Inspector MacDonald smiled, and his eyelid quivered . . . "I won't conceal from you, Mr. Holmes, that we think in the C.I.D. that you have a wee bit of a bee in your bonnet over this professor [Moriarty]."
--The Valley of Fear

Chapter Thirty-four

The War on Drugs, So Called

LaRouche may not have originally intended to build an organization resembling an underworld enterprise, but he certainly took steps tending in that direction. First, he gathered a band of ruthless lieutenants, who acknowledged that he was the "boss" and defined their identities in terms of his approval. Second, he found out how the underworld actually works (money laundering and drug smuggling, for instance) from former government experts and by studying the careers of master criminals such as Meyer Lansky. Third, he constructed a good cover story that seemed to explain that what he was doing was quite legal. Fourth, he built up alliances with established organizations, such as the Teamsters union, which had the connections, resources, and expertise he lacked.

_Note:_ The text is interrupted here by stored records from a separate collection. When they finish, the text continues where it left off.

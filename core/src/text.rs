#![deny(missing_docs)]

//! # Description Text
//!
//! Link resolution and description assembly for extracted entities.

use crate::document::{Inline, RichText};
use url::Url;

/// Prefix of a list-derived description line.
pub const LIST_ITEM_MARKER: &str = "- ";

/// Resolves `href` against `base` (RFC 3986). Empty hrefs stay empty.
///
/// # Examples
/// ```
/// use botapi_core::text::resolve_href;
///
/// let base = "https://core.telegram.org/bots/api";
/// assert_eq!(resolve_href("#message", base), "https://core.telegram.org/bots/api#message");
/// assert_eq!(resolve_href("/bots/faq", base), "https://core.telegram.org/bots/faq");
/// ```
pub fn resolve_href(href: &str, base: &str) -> String {
    let href = href.trim();
    if href.is_empty() {
        return String::new();
    }

    Url::parse(base)
        .and_then(|base| base.join(href))
        .map(|url| url.to_string())
        .unwrap_or_else(|_| href.to_string())
}

/// Appends `new` to `current`.
///
/// A blank line separates the parts when either side is a list fragment,
/// a single newline otherwise.
pub fn concat_description(current: &str, new: &str) -> String {
    let last_line = current.lines().last().unwrap_or("");
    let separator = if new.starts_with(LIST_ITEM_MARKER) || last_line.starts_with(LIST_ITEM_MARKER)
    {
        "\n\n"
    } else {
        "\n"
    };

    format!("{}{}{}", current, separator, new).trim().to_string()
}

/// Renders inline content, turning links into `[text](url)`.
pub fn render_rich_text(text: &RichText, base: &str) -> String {
    let rendered: String = text
        .0
        .iter()
        .map(|inline| match inline {
            Inline::Text(text) | Inline::Emphasis(text) => text.clone(),
            Inline::Link { text, href } => {
                let link = resolve_href(href, base);
                if link.is_empty() || *text == link {
                    text.clone()
                } else {
                    format!("[{}]({})", text, link)
                }
            }
        })
        .collect();

    rendered.trim().to_string()
}

/// Renders list items as `- item` lines.
pub fn render_list(items: &[RichText], base: &str) -> String {
    items
        .iter()
        .map(|item| format!("{}{}", LIST_ITEM_MARKER, render_rich_text(item, base)))
        .collect::<Vec<_>>()
        .join("\n")
}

Like Sherlock Holmes's great adversary, Professor Moriarty--the fictional prototype of an intellectual underworld leader--LaRouche approached his activities with the mind of a strategist and grasped the key problem: how to develop an in-depth shield against prosecution, including a fail-safe system for times when the ordinary deceptions no longer suffice by themselves.

The solution he most favored was to associate himself with the U.S. intelligence community. It was well known that the CIA and other federal agencies had long collaborated with and protected crooks so long as the latter were useful in fighting communism (for instance, Santos Trafficante, Jr., against Fidel Castro). In The Case of Walter Lippmann, LaRouche observed that the most successful narcotics traffickers are those linked to government agencies responsible for investigating the drug trade. These agencies, to protect their criminal associates, use "the 'under investigation' fiction" to steer "regular, unwitting police agencies" away from any "interference with the drug-network operations." Although LaRouche buried this point in a critique of both the crooks and the intelligence community, he soon proceeded to hire as his adviser the often arrested but never convicted Mitch WerBell, who boasted of using his Langley connections to gain immunity. Years later, under investigation for credit-card fraud, LaRouche's followers would allegedly attempt a variation of WerBell's method--to persuade the CIA, through intermediaries, to quash a federal investigation of LaRouche.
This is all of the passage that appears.